The U.S. cotton market is shut on Monday for the Labor Day
holiday.
The key December cotton contract on ICE Futures U.S.
shed 0.03 cent to close at $1.0578 per lb, trading from $1.052
to $1.0723.
Volume came to slightly over 8,800 lots, more than a
quarter below the 30-day average, preliminary Thomson Reuters
data showed.
'We're still trapped between the ranges,' said Keith Brown,
president of commodity firm Keith Brown and Co in Moultrie,
Georgia.
The market is pinned in a wide band from 99 cents to $1.10
a lb and has shown little appetite to break out of that range,
cotton traders said.
Traders said they were closely monitoring the possible
formation of a storm in the Gulf of Mexico but the market has
barely reacted because its impact on fiber contracts is mixed.
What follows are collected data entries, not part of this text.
impl SuggestState {
    pub fn new() -> Self {
        Self::default()
    }

    /// Apply one transition at time `now` (epoch millis).
    pub fn apply(&mut self, action: Action, now: i64) -> Vec<Effect> {
        let mut effects = match action {
            Action::UrlEdited(url) => {
                self.form.url = url;
                Vec::new()
            }
            Action::UrlSettled(url) => self.settle_url(url, now),
            Action::TitleEdited(title) => {
                self.form.title = title;
                Vec::new()
            }
            Action::DescriptionEdited(description) => {
                self.form.description = description;
                Vec::new()
            }
            Action::TagsEdited(tags) => {
                self.form.tags = tags;
                Vec::new()
            }
            Action::PrivateSet(private) => {
                self.form.private = private;
                Vec::new()
            }
            Action::ToReadSet(toread) => {
                self.form.toread = toread;
                Vec::new()
            }
            Action::DetailsFulfilled { request, post } => {
                self.on_details(request, Ok(post));
                Vec::new()
            }
            Action::DetailsRejected { request, error } => {
                self.on_details(request, Err(error));
                Vec::new()
            }
            Action::SuggestionsFulfilled {
                request,
                suggestions,
            } => {
                self.on_suggestions(request, Ok(suggestions));
                Vec::new()
            }
            Action::SuggestionsRejected { request, error } => {
                self.on_suggestions(request, Err(error));
                Vec::new()
            }
            Action::LlmFulfilled { key, tags } => {
                let tags = normalize_tags(&tags);
                if self.context_keys.settle(&key, LlmOutcome::Fulfilled(tags.clone())) {
                    self.llm = Phase::Fulfilled(tags);
                    self.llm_error = None;
                } else {
                    debug!("discarding LLM suggestions for superseded context");
                }
                Vec::new()
            }
            Action::LlmRejected { key, error } => {
                if self.context_keys.settle(&key, LlmOutcome::Failed(error.clone())) {
                    self.llm = Phase::Rejected(error.to_string());
                    self.llm_error = Some(error);
                }
                Vec::new()
            }
            Action::LlmAbandoned { key } => {
                debug!("LLM credential missing at dispatch");
                if self.context_keys.is_current(&key) && self.llm.is_pending() {
                    self.llm = Phase::Idle;
                }
                self.context_keys.abandon(&key);
                self.has_llm_credential = false;
                Vec::new()
            }
            Action::RelevantRecentFulfilled { key, tags } => {
                self.context_keys.set_relevant(key, tags);
                Vec::new()
            }
            Action::RelevantRecentRejected { key, error } => {
                debug!(%error, current = self.context_keys.is_current(&key), "recent-tag relevance pass failed");
                Vec::new()
            }
            Action::RecentTagsLoaded(tags) => {
                self.recent = tags;
                Vec::new()
            }
            Action::TagCountsUpdated(counts) => {
                self.tag_counts = counts;
                Vec::new()
            }
            Action::LlmCredentialChanged(present) => {
                self.has_llm_credential = present;
                Vec::new()
            }
        };
        effects.extend(self.maybe_dispatch_llm());
        effects
    }

    fn settle_url(&mut self, url: String, now: i64) -> Vec<Effect> {
        let url = url.trim().to_string();
        if self.debounced_url.as_deref() == Some(url.as_str()) {
            return Vec::new();
        }
        // New session: the tag snapshot is only ever reset here.
        self.tag_snapshot = None;
        self.llm = Phase::Idle;
        self.llm_error = None;
        self.context_keys.clear_current();

        if !is_plausible_url(&url) {
            debug!(url = %url, "ignoring implausible URL");
            self.debounced_url = None;
            self.initial_loading = false;
            self.details = Lookup::default();
            self.suggestions = Lookup::default();
            return Vec::new();
        }

        let details = self.details.issue(&url, now);
        let suggestions = self.suggestions.issue(&url, now);
        debug!(url = %url, details = %details.id, suggestions = %suggestions.id, "dispatching lookups");
        self.debounced_url = Some(url);
        self.initial_loading = true;
        vec![
            Effect::FetchDetails(details),
            Effect::FetchSuggestions(suggestions),
        ]
    }

    fn on_details(&mut self, request: FetchRequest, result: Result<Option<Post>, String>) {
        if !self.details.is_current(request.id) {
            debug!(url = %request.target_url, id = %request.id, "discarding stale bookmark details");
            if !self.details.is_pending() {
                self.initial_loading = false;
            }
            return;
        }
        self.initial_loading = false;
        match result {
            Ok(post) => {
                if let Some(post) = &post {
                    self.form.title = post.title.clone();
                    self.form.description = post.description.clone();
                    self.form.tags = post.tags.clone();
                    self.form.private = post.private;
                    self.form.toread = post.toread;
                }
                self.details.phase = Phase::Fulfilled(post);
                self.fill_from_preview();
            }
            Err(error) => {
                debug!(url = %request.target_url, %error, "bookmark details lookup failed");
                self.details.phase = Phase::Rejected(error);
            }
        }
    }

    fn on_suggestions(&mut self, request: FetchRequest, result: Result<PinboardSuggestions, String>) {
        if !self.suggestions.is_current(request.id) {
            debug!(url = %request.target_url, id = %request.id, "discarding stale suggestions");
            return;
        }
        match result {
            Ok(suggestions) => {
                self.suggestions.phase = Phase::Fulfilled(suggestions);
                self.fill_from_preview();
            }
            Err(error) => {
                debug!(url = %request.target_url, %error, "suggestion lookup failed");
                self.suggestions.phase = Phase::Rejected(error);
            }
        }
    }

    /// For pages not yet bookmarked, fill blank fields from the page preview.
    fn fill_from_preview(&mut self) {
        let Some(None) = self.details.phase.value() else {
            return;
        };
        let Some(preview) = self.suggestions.phase.value().and_then(|s| s.preview.as_ref()) else {
            return;
        };
        if self.form.title.trim().is_empty() {
            if let Some(title) = &preview.title {
                self.form.title = title.clone();
            }
        }
        if self.form.description.trim().is_empty() {
            if let Some(description) = &preview.description {
                self.form.description = description.clone();
            }
        }
    }

    fn maybe_dispatch_llm(&mut self) -> Vec<Effect> {
        if !self.has_llm_credential || self.initial_loading || self.suggestions.is_pending() {
            return Vec::new();
        }
        let Some(url) = self.debounced_url.clone() else {
            return Vec::new();
        };
        if !(self.details.is_settled() && self.suggestions.is_settled()) {
            return Vec::new();
        }

        let snapshot = self
            .tag_snapshot
            .get_or_insert_with(|| self.form.tags.clone())
            .clone();
        let context = SuggestionContext {
            url,
            title: self.form.title.clone(),
            description: self.form.description.clone(),
            existing_tags: snapshot,
        };
        let key = context.key();

        match self.context_keys.decide(key.clone()) {
            KeyDecision::Unchanged => Vec::new(),
            KeyDecision::Reuse(outcome) => {
                debug!("reusing LLM outcome for known context");
                self.llm = match outcome {
                    LlmOutcome::InFlight => Phase::Pending,
                    LlmOutcome::Fulfilled(tags) => Phase::Fulfilled(tags),
                    LlmOutcome::Failed(error) => {
                        let message = error.to_string();
                        self.llm_error = Some(error);
                        Phase::Rejected(message)
                    }
                };
                Vec::new()
            }
            KeyDecision::Dispatch => {
                debug!(url = %context.url, "dispatching LLM suggestions");
                self.llm = Phase::Pending;
                self.llm_error = None;
                let request = context.to_request();
                let mut effects = Vec::with_capacity(2);
                if !self.recent.is_empty() {
                    effects.push(Effect::FilterRecent {
                        key: key.clone(),
                        request: request.clone(),
                        candidates: self.recent.clone(),
                    });
                }
                effects.push(Effect::FetchLlm { key, request });
                effects
            }
        }
    }

    /// Relevance-filtered recent tags for the current context, if any.
    pub fn relevant_recent(&self) -> Option<&[String]> {
        self.context_keys.current_relevant()
    }

    /// Service suggestions for the current target after filtering and ranking.
    pub fn ranked_service_tags(&self) -> Vec<SuggestionItem> {
        match self.suggestions.phase.value() {
            Some(s) => filter_rank(&s.raw_tags(), &self.tag_counts),
            None => Vec::new(),
        }
    }

    /// The merged display list for the current state.
    pub fn display_suggestions(&self) -> Vec<SuggestionItem> {
        let recent = select_recent(&self.recent, self.relevant_recent(), self.has_llm_credential);
        let llm: &[String] = self.llm.value().map(Vec::as_slice).unwrap_or(&[]);
        aggregate(recent, &self.ranked_service_tags(), llm, &self.form.tags)
    }

    /// Number of distinct LLM contexts dispatched over this state's life.
    pub fn llm_dispatches(&self) -> usize {
        self.context_keys.dispatched()
    }
}
//! External collaborators consumed by the suggestion subsystem
//!
//! Contracts only: the bookmarking service, the LLM provider, and the
//! credential store. Network transport is supplied by the host.

mod bookmarks;
mod credentials;
mod llm;
pub mod mock;

pub use bookmarks::{ApiError, BookmarkApi, NewPost, PagePreview, PinboardSuggestions, Post};
pub use credentials::{CredentialStore, Credentials, StoredCredentials};
pub use llm::{parse_llm_tags, verify_llm_credential, LlmApi, LlmError, LlmRequest};
pub use mock::{MockBookmarkApi, MockLlm};
//! Quiet-period debouncing on tokio timers

use std::sync::{Arc, Mutex};
use std::time::Duration;
use tokio::task::JoinHandle;

type Callback<T> = Arc<dyn Fn(T) + Send + Sync>;

/// Delivers the latest pushed value once no newer value arrives for
/// the configured delay. A push clears the previous timer.
pub struct Debouncer<T> {
    delay: Duration,
    on_settle: Callback<T>,
    pending: Mutex<Option<JoinHandle<()>>>,
}

impl<T: Send + 'static> Debouncer<T> {
    pub fn new(delay: Duration, on_settle: impl Fn(T) + Send + Sync + 'static) -> Self {
        Self {
            delay,
            on_settle: Arc::new(on_settle),
            pending: Mutex::new(None),
        }
    }

    /// Restart the quiet period with `value`. Must run inside a tokio runtime.
    pub fn push(&self, value: T) {
        let on_settle = self.on_settle.clone();
        let delay = self.delay;
        let timer = tokio::spawn(async move {
            tokio::time::sleep(delay).await;
            on_settle(value);
        });
        if let Ok(mut pending) = self.pending.lock() {
            if let Some(previous) = pending.replace(timer) {
                previous.abort();
            }
        }
    }

    /// Drop any pending value without delivering it.
    pub fn cancel(&self) {
        if let Ok(mut pending) = self.pending.lock() {
            if let Some(previous) = pending.take() {
                previous.abort();
            }
        }
    }

    pub fn delay(&self) -> Duration {
        self.delay
    }
}

impl<T> Drop for Debouncer<T> {
    fn drop(&mut self) {
        if let Ok(mut pending) = self.pending.lock() {
            if let Some(timer) = pending.take() {
                timer.abort();
            }
        }
    }
}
Brown said the rains from such a storm would be welcome in
southern Georgia because the area has been hit by a dry spell.
But those same rains would be unwelcome to cotton farms in
Mississippi or Louisiana because cotton bolls are open and rain
would harm fiber quality, he said.
The cotton market will likely drift into the holiday
weekend and wait for more definitive news on the disturbance in
the Gulf, dealers said.
Players will also await the U.S. Agriculture Department's
weekly crop progress report next week to see how much damage
Hurricane Irene inflicted on cotton plants in North and South
Carolina, and Virginia.
Traders said market players then would look toward the
release of the USDA's monthly supply/demand report on Sept. 12
to get a better idea about world and U.S. supply/demand
conditions in the 2011/12 marketing year (August/July).
The level of investor interest in the cotton market hit
147,646 lots as of Aug. 30, exchange data showed.